A mãe, que até quinta ainda estava internada na maternidade, lembra que no seu país também não há vitamina C e outros medicamentos usados pelos recém-nascidos.

Angely veio primeiro para o Brasil, há oito meses. Ao saber que ela estava grávida, Jose abandonou o emprego na cidade de Puerto Píritu, a 260 quilômetros de Caracas, e se mudou para Boa Vista.

— Eu ganhava dez salários mínimos, que dava 100 mil bolívares. Isso vale cerca de R$ 350. Não dava para comprar nada — conta Jose.

O casal apresentou pedido de refúgio para as autoridades brasileiras e espera que agora, com o nascimento de um filho no país, possa reduzir o tempo de apreciação do processo de dois anos para seis meses. O status de refugiado é dado para pessoas que sofrem perseguição política.

— Vamos alegar que a gente não ganhava o suficiente para comer. Isso também é um motivo para nos concederem o refúgio — argumenta Angely.

O sonho do casal é ter os títulos universitários obtidos na Venezuela validados para poderem trabalhar como engenheiros no Brasil.

— O (presidente Nicolás) Maduro proibiu que os diplomas de venezuelanos sejam reconhecidos. Se quiser sair do país, que saia sem diploma. Isso é um absurdo — diz Jose.

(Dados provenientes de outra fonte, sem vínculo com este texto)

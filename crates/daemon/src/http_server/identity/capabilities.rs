//! Plugin capabilities endpoint

use axum::response::{IntoResponse, Response};
use axum::Json;
use http::StatusCode;
use serde::{Deserialize, Serialize};

use crate::http_server::client::ApiRequest;

#[derive(Debug, Clone, Serialize, Deserialize)]
pub struct PluginCapabilitiesRequest {}

#[derive(Debug, Clone, Serialize, Deserialize)]
pub struct PluginCapabilitiesResponse {
    pub capabilities: Vec<String>,
}

impl ApiRequest for PluginCapabilitiesRequest {
    type Response = PluginCapabilitiesResponse;

    fn path(&self) -> String {
        "/v0/identity/capabilities".to_string()
    }
}

/// The driver ships a Controller service, so that capability is the one
/// non-default thing to advertise.
#[tracing::instrument]
pub async fn handler() -> Response {
    (
        StatusCode::OK,
        Json(PluginCapabilitiesResponse {
            capabilities: vec!["CONTROLLER_SERVICE".to_string()],
        }),
    )
        .into_response()
}
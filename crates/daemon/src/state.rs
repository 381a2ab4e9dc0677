//! Shared service state handed to every RPC handler.

use std::sync::Arc;

use crate::bucket::BucketProbe;
use crate::mounter::Mounter;
use crate::node::NodeMounts;

#[derive(Clone)]
pub struct ServiceState(Arc<StateInner>);

struct StateInner {
    vendor_version: String,
    node: Arc<NodeMounts>,
    mounter: Arc<dyn Mounter>,
    prober: Arc<dyn BucketProbe>,
}

impl ServiceState {
    pub fn new(
        vendor_version: impl Into<String>,
        node: Arc<NodeMounts>,
        mounter: Arc<dyn Mounter>,
        prober: Arc<dyn BucketProbe>,
    ) -> Self {
        Self(Arc::new(StateInner {
            vendor_version: vendor_version.into(),
            node,
            mounter,
            prober,
        }))
    }

    /// Release version reported in plugin info.
    pub fn vendor_version(&self) -> &str {
        &self.0.vendor_version
    }

    pub fn node(&self) -> &Arc<NodeMounts> {
        &self.0.node
    }

    pub fn mounter(&self) -> &Arc<dyn Mounter> {
        &self.0.mounter
    }

    pub fn prober(&self) -> &Arc<dyn BucketProbe> {
        &self.0.prober
    }
}
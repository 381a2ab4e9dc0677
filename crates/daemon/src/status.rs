//! Protocol status codes.
//!
//! Every RPC failure is reported as a [`Code`] plus a human-readable
//! message, serialized as the JSON error body and mirrored in the HTTP
//! status line. The set matches what the orchestrator's retry logic
//! distinguishes between.

use serde::{Deserialize, Serialize};

#[derive(Debug, Clone, Copy, PartialEq, Eq, Serialize, Deserialize)]
#[serde(rename_all = "SCREAMING_SNAKE_CASE")]
pub enum Code {
    Ok,
    /// Missing or malformed request input; retrying the identical call
    /// cannot succeed.
    InvalidArgument,
    NotFound,
    /// An existing mount at the target does not match the request.
    AlreadyExists,
    /// The plugin is not ready to serve; the orchestrator should hold off
    /// scheduling workloads that need it.
    FailedPrecondition,
    /// Filesystem or helper-process failure; safe to retry.
    Internal,
}

impl Code {
    pub fn http_status(self) -> http::StatusCode {
        match self {
            Code::Ok => http::StatusCode::OK,
            Code::InvalidArgument => http::StatusCode::BAD_REQUEST,
            Code::NotFound => http::StatusCode::NOT_FOUND,
            Code::AlreadyExists => http::StatusCode::CONFLICT,
            Code::FailedPrecondition => http::StatusCode::PRECONDITION_FAILED,
            Code::Internal => http::StatusCode::INTERNAL_SERVER_ERROR,
        }
    }
}

/// JSON body carried by every non-OK response.
#[derive(Debug, Clone, Serialize, Deserialize)]
pub struct StatusBody {
    pub code: Code,
    pub message: String,
}

impl StatusBody {
    pub fn new(code: Code, message: impl Into<String>) -> Self {
        Self {
            code,
            message: message.into(),
        }
    }
}
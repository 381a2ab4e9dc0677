use clap::Parser;

use s3csi_daemon::cli::Cli;

#[tokio::main]
async fn main() -> anyhow::Result<()> {
    Cli::parse().run().await
}
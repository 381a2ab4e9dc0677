use std::path::{Path, PathBuf};
use std::sync::Arc;

use common::Credentials;
use tracing::debug;

use super::{Mounter, MounterError};
use crate::exec::{CapturedOutput, Invocation, Runner};

/// Substring of `s3fs --version` output that identifies a working binary.
const VERSION_MARKER: &str = "Amazon Simple Storage Service File System";

/// Backend driving the [s3fs-fuse] helper.
///
/// [s3fs-fuse]: https://github.com/s3fs-fuse/s3fs-fuse
pub struct S3fs {
    binary: PathBuf,
    runner: Arc<dyn Runner>,
}

impl S3fs {
    pub const NAME: &'static str = "s3fs";
    /// Filesystem type s3fs mounts appear as in the mount table.
    pub const FS_TYPE: &'static str = "fuse.s3fs";

    pub fn new(binary: impl Into<PathBuf>, runner: Arc<dyn Runner>) -> Self {
        Self {
            binary: binary.into(),
            runner,
        }
    }

    fn helper_failed(&self, output: &CapturedOutput) -> MounterError {
        MounterError::HelperFailed {
            program: self.binary.display().to_string(),
            exit_code: output.exit_code,
            stderr: output.stderr.trim_end().to_string(),
        }
    }
}

impl Mounter for S3fs {
    fn is_ready(&self) -> Result<bool, MounterError> {
        let output = self
            .runner
            .run(&Invocation::new(&self.binary).arg("--version"))?;
        if !output.success() {
            return Err(self.helper_failed(&output));
        }
        if !output.stdout.contains(VERSION_MARKER) {
            return Err(MounterError::UnexpectedVersionOutput {
                program: self.binary.display().to_string(),
                stdout: output.stdout.clone(),
            });
        }
        Ok(true)
    }

    fn mount(
        &self,
        target: &Path,
        bucket: &str,
        credentials: &Credentials,
        read_only: bool,
    ) -> Result<(), MounterError> {
        debug!(bucket, target = %target.display(), read_only, "invoking s3fs");
        let mut invocation = Invocation::new(&self.binary).arg(bucket).arg(target);
        if read_only {
            invocation = invocation.arg("-o").arg("ro");
        }
        let [(key_name, key), (secret_name, secret)] = credentials.env_pairs();
        invocation = invocation.env(key_name, key).env(secret_name, secret);

        let output = self.runner.run(&invocation)?;
        if !output.success() {
            return Err(self.helper_failed(&output));
        }
        Ok(())
    }

    fn fs_type(&self) -> &str {
        Self::FS_TYPE
    }
}
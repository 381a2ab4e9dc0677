use clap::Args;

use crate::cli::op::{Op, OpContext};
use crate::http_server::client::ApiError;
use crate::http_server::node::info::NodeInfoRequest;

#[derive(Args, Debug, Clone)]
pub struct Info;

#[derive(Debug, thiserror::Error)]
pub enum InfoOpError {
    #[error(transparent)]
    Api(#[from] ApiError),
}

#[async_trait::async_trait]
impl Op for Info {
    type Error = InfoOpError;
    type Output = String;

    async fn execute(&self, ctx: &OpContext) -> Result<Self::Output, Self::Error> {
        let response = ctx.client.call(NodeInfoRequest {}).await?;
        Ok(response.node_id)
    }
}
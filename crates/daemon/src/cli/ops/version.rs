use clap::Args;

use crate::cli::op::{Op, OpContext};

#[derive(Args, Debug, Clone)]
pub struct Version;

#[derive(Debug, thiserror::Error)]
pub enum VersionError {
    #[error("version operation failed: {0}")]
    Failed(String),
}

#[async_trait::async_trait]
impl Op for Version {
    type Error = VersionError;
    type Output = String;

    async fn execute(&self, _ctx: &OpContext) -> Result<Self::Output, Self::Error> {
        Ok(crate::build_info().to_string())
    }
}
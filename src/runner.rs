use anyhow::{Context, Result};
use crossterm::event::{Event, EventStream, KeyEventKind};
use futures::StreamExt;
use log::{debug, info};
use rand::Rng;
use tokio::time::{sleep_until, Instant};

use crate::game::{SnakeGame, StepOutcome};
use crate::input::{command_for, Command, DirectionQueue};
use crate::term::TermManager;
use crate::view;

/// Drives a game from the terminal: keys fill the direction queue, the tick
/// timer consumes it and steps the game, and every wakeup redraws.
pub struct Runner<R: Rng> {
    game: SnakeGame<R>,
    term: TermManager,
    queue: DirectionQueue,
}

#[derive(Debug, Copy, Clone, PartialEq, Eq)]
enum Flow {
    Continue,
    Quit,
}

impl<R: Rng> Runner<R> {
    pub fn new(game: SnakeGame<R>) -> Self {
        Runner { game, term: TermManager::new(), queue: DirectionQueue::new() }
    }

    pub async fn run(&mut self) -> Result<()> {
        if let Err(err) = self.term.setup() {
            let _ = self.term.restore();
            return Err(err);
        }

        let result = self.play().await;
        let restored = self.term.restore();
        result.and(restored)
    }

    async fn play(&mut self) -> Result<()> {
        info!("starting {}x{} game", self.game.width(), self.game.height());

        let mut events = EventStream::new();
        let mut deadline = Instant::now() + self.game.tick_duration();

        loop {
            self.render()?;

            tokio::select! {
                _ = sleep_until(deadline) => {
                    self.tick();
                    // Restart the timer so a speed-up applies from the next tick on.
                    deadline = Instant::now() + self.game.tick_duration();
                }
                maybe_event = events.next() => {
                    let event = match maybe_event {
                        Some(event) => event.context("Error reading terminal events")?,
                        None => break,
                    };
                    if self.handle_event(event) == Flow::Quit {
                        break;
                    }
                }
            }
        }

        info!("quit with score {}", self.game.score());
        Ok(())
    }

    fn tick(&mut self) -> StepOutcome {
        self.queue.apply(&mut self.game);
        self.game.step()
    }

    fn handle_event(&mut self, event: Event) -> Flow {
        match event {
            Event::Key(key) if key.kind == KeyEventKind::Press => match command_for(&key) {
                Command::Turn(direction) => {
                    self.queue.push(direction);
                    Flow::Continue
                }
                Command::Quit => Flow::Quit,
                Command::Ignore => Flow::Continue,
            },
            Event::Resize(w, h) => {
                debug!("resized to {}x{}", w, h);
                self.term.invalidate();
                Flow::Continue
            }
            _ => Flow::Continue,
        }
    }

    fn render(&mut self) -> Result<()> {
        let size = self.term.get_terminal_size()?;
        self.term.draw(view::compose(&self.game, size))
    }
}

Jose e Angely não são os únicos pais venezuelanos na maternidade de Boa Vista. Os reflexos da explosão de imigração em Roraima ocorrido nos últimos meses são sentidos no local. Entre janeiro e outubro deste ano, 610 venezuelanas foram atendidas na unidade. Durante todo o ano passado, 453 mulheres do país haviam passado pela maternidade. Segundo a direção, 18% dos partos realizados mensalmente no local hoje são de filhos de venezuelanos.

Como consequência, o hospital enfrenta superlotação. Há duas semanas, de acordo com funcionários, dezenas de mulheres eram obrigadas a aguardar a sua vez de dar à luz no corredor. Parte das venezuelanas que procuram a maternidade de Boa Vista já vive em Roraima, mas há muitos casos também de grávidas que vêm ao Brasil apenas para fazer o parto e fugir do atendimento precário nas unidades de saúde do país vizinho.

Outra face da crise venezuelana é visível nas ruas comerciais de Pacaraima. Os comerciantes do município costumam aceitar normalmente bolívares nas compras. Mas, devido à desvalorização da moeda do país vizinho, são necessárias malas para carregar o dinheiro. Os donos de estabelecimentos brasileiros impõem uma taxa de câmbio em que R$ 1 vale 520 bolívares.

Jesus Reys saiu de Barcelona, no litoral venezuelano, viajou 24 horas de carro, para comprar arroz e produtos de higiene. Numa mala, carregava dois milhões de bolívares. Nos últimos meses, ele costuma visitar Pacaraima três vezes por semana.

— Revendo na minha cidade porque lá não tem nada — comentou.

Os comerciantes de Pacaraima negociam produtos em fardos. Nos últimos meses, quase todas as lojas, mesmo as de autopeças e roupas, por exemplo, passaram a vender arroz, farinha de trigo, açúcar e café para se aproveitar da demanda dos estrangeiros.

Para os venezuelanos que vivem nas ruas da cidade brasileira, o principal trabalho disponível é descarregar as carretas que abastecem as lojas. Normalmente, cada um recebe R$ 15 por carreta. Mas, devido à abundância de mão de obra, os lojistas têm barganhado e chegam até a pagar carregadores apenas com produtos.

No último dia 20, uma forçatarefa, formada pelo Ministério Público, pela Receita Federal, pelo Ministério do Trabalho e pela Vigilância Sanitária, realizou uma blitz no comércio local em busca de produtos vendidos fora das condições sanitárias e trabalhadores contratados de modo irregular.

— Realizamos a prisão de três empresários por venderem alimentos com prazos de validade vencidos e guardados de forma inadequada. Foram aplicadas também 31 multas por contratações de venezuelanos de forma irregular — afirmou o promotor Diego Oquendo.

 

 

O globo, n. 30407, 06/11/2016. País, p. 04.